If the answer is no, participation risks becoming symbolic rather than transformative.

This distinction became the foundation of our recent paper, "Agency in Action: Engaging Patient Participation in Research". We argue that meaningful patient engagement depends on creating conditions where patients influence decisions as research partners rather than serving only as participants or advisors.

The same question is becoming increasingly important as artificial intelligence becomes woven into education and healthcare.

AI systems recommend, prioritize, summarize, and predict. They influence what we see, what we learn, and, increasingly, the decisions we make.

Access to these systems does not automatically strengthen agency.
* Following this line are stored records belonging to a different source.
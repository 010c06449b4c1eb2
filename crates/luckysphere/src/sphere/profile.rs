use crate::sphere::layout::SphereRotation;
use serde::{Deserialize, Serialize};
use serde_with::DeserializeFromStr;
use std::time::Duration;
use strum::{Display as StrumDisplay, EnumString};
use thiserror::Error;

/// Capability flag handed over by whoever does device detection.
#[derive(
    Debug,
    Clone,
    Copy,
    PartialEq,
    Eq,
    Hash,
    Default,
    Serialize,
    DeserializeFromStr,
    EnumString,
    StrumDisplay,
)]
#[strum(ascii_case_insensitive)]
#[serde(rename_all = "lowercase")]
pub enum DisplayMode {
    #[default]
    #[strum(to_string = "full", serialize = "desktop", serialize = "f")]
    Full,
    #[strum(to_string = "compact", serialize = "mobile", serialize = "c")]
    Compact,
}

/// Perspective parameters used to size cards by their distance from the camera.
#[derive(Debug, Clone, Copy, PartialEq, Serialize, Deserialize)]
pub struct DepthScale {
    pub focal: f64,
    pub gain: f64,
    pub min: f64,
    pub max: f64,
    pub camera_offset: f64,
}

const CADENCE_RANGE_HZ: std::ops::RangeInclusive<f64> = 1.0..=1000.0;
const MAX_DELAY_MS: u64 = 3_600_000;

/// Everything the layout and the spin engine need to know about the display.
#[derive(Debug, Clone, Copy, PartialEq, Serialize, Deserialize)]
pub struct DeviceProfile {
    pub mode: DisplayMode,
    pub radius: f64,
    pub pool_length: usize,
    pub cadence_hz: f64,
    pub ambient_step: SphereRotation,
    pub initial_speed_ms: u64,
    pub speed_increment_ms: u64,
    pub rotation_step: f64,
    pub rotation_decay: f64,
    pub rounds_before_slowdown: u32,
    pub min_rounds_before_stop: u32,
    pub stop_speed_threshold_ms: u64,
    pub settle_delay_ms: u64,
    pub depth: DepthScale,
}

impl DeviceProfile {
    pub const FULL: Self = Self {
        mode: DisplayMode::Full,
        radius: 280.0,
        pool_length: 60,
        cadence_hz: 60.0,
        ambient_step: SphereRotation { x: 0.2, y: 0.3 },
        initial_speed_ms: 40,
        speed_increment_ms: 15,
        rotation_step: 8.0,
        rotation_decay: 0.95,
        rounds_before_slowdown: 2,
        min_rounds_before_stop: 4,
        stop_speed_threshold_ms: 300,
        settle_delay_ms: 1000,
        depth: DepthScale {
            focal: 800.0,
            gain: 0.8,
            min: 0.3,
            max: 1.0,
            camera_offset: 400.0,
        },
    };

    pub const COMPACT: Self = Self {
        mode: DisplayMode::Compact,
        radius: 120.0,
        pool_length: 30,
        cadence_hz: 30.0,
        ambient_step: SphereRotation { x: 0.5, y: 0.8 },
        initial_speed_ms: 60,
        speed_increment_ms: 20,
        rotation_step: 4.0,
        rotation_decay: 0.95,
        rounds_before_slowdown: 2,
        min_rounds_before_stop: 3,
        stop_speed_threshold_ms: 250,
        settle_delay_ms: 1000,
        depth: DepthScale {
            focal: 600.0,
            gain: 0.7,
            min: 0.4,
            max: 0.8,
            camera_offset: 400.0,
        },
    };

    pub fn select(mode: DisplayMode) -> Self {
        match mode {
            DisplayMode::Full => Self::FULL,
            DisplayMode::Compact => Self::COMPACT,
        }
    }

    pub fn with_overrides(self, overrides: &ProfileOverrides) -> Self {
        let mut profile = self;

        macro_rules! apply {
            ($($field:ident),+ $(,)?) => {
                $(
                    if let Some(value) = overrides.$field {
                        profile.$field = value;
                    }
                )+
            };
        }

        apply!(
            radius,
            pool_length,
            cadence_hz,
            ambient_step,
            initial_speed_ms,
            speed_increment_ms,
            rotation_step,
            rotation_decay,
            rounds_before_slowdown,
            min_rounds_before_stop,
            stop_speed_threshold_ms,
            settle_delay_ms,
            depth,
        );
        profile
    }

    /// Rejects profiles the layout cannot place or the spin engine cannot stop with.
    pub fn validated(self) -> Result<Self, ProfileError> {
        if self.pool_length == 0 {
            return Err(ProfileError::EmptyPool);
        }
        if !(self.radius.is_finite() && self.radius > 0.0) {
            return Err(ProfileError::Radius(self.radius));
        }
        if !CADENCE_RANGE_HZ.contains(&self.cadence_hz) {
            return Err(ProfileError::Cadence(self.cadence_hz));
        }
        for (field, value) in [
            ("initial_speed_ms", self.initial_speed_ms),
            ("speed_increment_ms", self.speed_increment_ms),
            ("settle_delay_ms", self.settle_delay_ms),
        ] {
            if value > MAX_DELAY_MS {
                return Err(ProfileError::Delay { field, value });
            }
        }
        if !(self.rotation_decay > 0.0 && self.rotation_decay <= 1.0) {
            return Err(ProfileError::Decay(self.rotation_decay));
        }
        if self.speed_increment_ms == 0 && self.initial_speed_ms <= self.stop_speed_threshold_ms {
            return Err(ProfileError::NeverStops {
                speed: self.initial_speed_ms,
                threshold: self.stop_speed_threshold_ms,
            });
        }
        Ok(self)
    }

    pub fn frame_interval(&self) -> Duration {
        Duration::from_secs_f64(1.0 / self.cadence_hz)
    }

    pub fn spin_tuning(&self) -> SpinTuning {
        SpinTuning {
            initial_speed_ms: self.initial_speed_ms,
            speed_increment_ms: self.speed_increment_ms,
            rotation_step: self.rotation_step,
            rotation_decay: self.rotation_decay,
            rounds_before_slowdown: self.rounds_before_slowdown,
            min_rounds_before_stop: self.min_rounds_before_stop,
            stop_speed_threshold_ms: self.stop_speed_threshold_ms,
            settle_delay: Duration::from_millis(self.settle_delay_ms),
        }
    }
}

impl Default for DeviceProfile {
    fn default() -> Self {
        Self::FULL
    }
}

/// The subset of a profile the spin engine runs on.
#[derive(Debug, Clone, Copy, PartialEq)]
pub struct SpinTuning {
    pub initial_speed_ms: u64,
    pub speed_increment_ms: u64,
    pub rotation_step: f64,
    pub rotation_decay: f64,
    pub rounds_before_slowdown: u32,
    pub min_rounds_before_stop: u32,
    pub stop_speed_threshold_ms: u64,
    pub settle_delay: Duration,
}

/// Per-profile values taken from the config file; unset fields keep the profile's value.
#[derive(Debug, Clone, Default, PartialEq, Serialize, Deserialize)]
#[serde(default)]
pub struct ProfileOverrides {
    pub radius: Option<f64>,
    pub pool_length: Option<usize>,
    pub cadence_hz: Option<f64>,
    pub ambient_step: Option<SphereRotation>,
    pub initial_speed_ms: Option<u64>,
    pub speed_increment_ms: Option<u64>,
    pub rotation_step: Option<f64>,
    pub rotation_decay: Option<f64>,
    pub rounds_before_slowdown: Option<u32>,
    pub min_rounds_before_stop: Option<u32>,
    pub stop_speed_threshold_ms: Option<u64>,
    pub settle_delay_ms: Option<u64>,
    pub depth: Option<DepthScale>,
}

#[derive(Debug, Error, PartialEq)]
pub enum ProfileError {
    #[error("Pool length must be at least 1")]
    EmptyPool,
    #[error("Sphere radius must be positive, got {0}")]
    Radius(f64),
    #[error("Ambient cadence must be between 1 and 1000 Hz, got {0} Hz")]
    Cadence(f64),
    #[error("{field} must be at most one hour, got {value} ms")]
    Delay { field: &'static str, value: u64 },
    #[error("Rotation decay must be in (0, 1], got {0}")]
    Decay(f64),
    #[error("Spin never slows past the stop threshold ({speed} ms <= {threshold} ms)")]
    NeverStops { speed: u64, threshold: u64 },
}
In some cases, agency becomes harder to exercise because many of the decisions shaping our lives remain invisible. We rarely see the assumptions, data, or reasoning behind the recommendations presented to us.

Helping people understand, question, and navigate these systems has become one of the central questions driving my current research on Postdigital Learner Agency.

Looking back, I realize this question has been present throughout my work.

The Agency for Learning framework explored how intentionality, motivation, self-efficacy, and self-regulation support meaningful action.

My work on patient engagement asks how those same ideas support participation in research and healthcare.

My current work on Postdigital Learner Agency asks how agency changes when learning, decision making, and participation become increasingly mediated by algorithms and artificial intelligence.

The contexts have changed.

The question has not.

How do people remain active participants in shaping their own futures?

Perhaps that is why the Psychology Today article stayed with me.

Speaking up matters.

Being heard matters.

Agency asks something deeper.

Do we have the capacity to influence what happens next?

I suspect this will become one of the defining questions of the AI era.

Not because artificial intelligence will replace human agency.

Because it will continually test our willingness to question, participate, and choose.

The future will not belong to those who have access to the most advanced AI.

It will belong to those who retain the capacity to act with intention alongside it.


Related Reading

Code, J. (2020). "Agency for Learning: Intention, Motivation, Self-Efficacy and Self-Regulation". Frontiers in Education.

Code, J., Lannon, H., & Lutrin, A. (2025). "Agency in Action: Engaging Patient Participation in Research". Patient Education and Counseling.

Psychology Today. "The Weight of Silence and the Power of Speaking Up".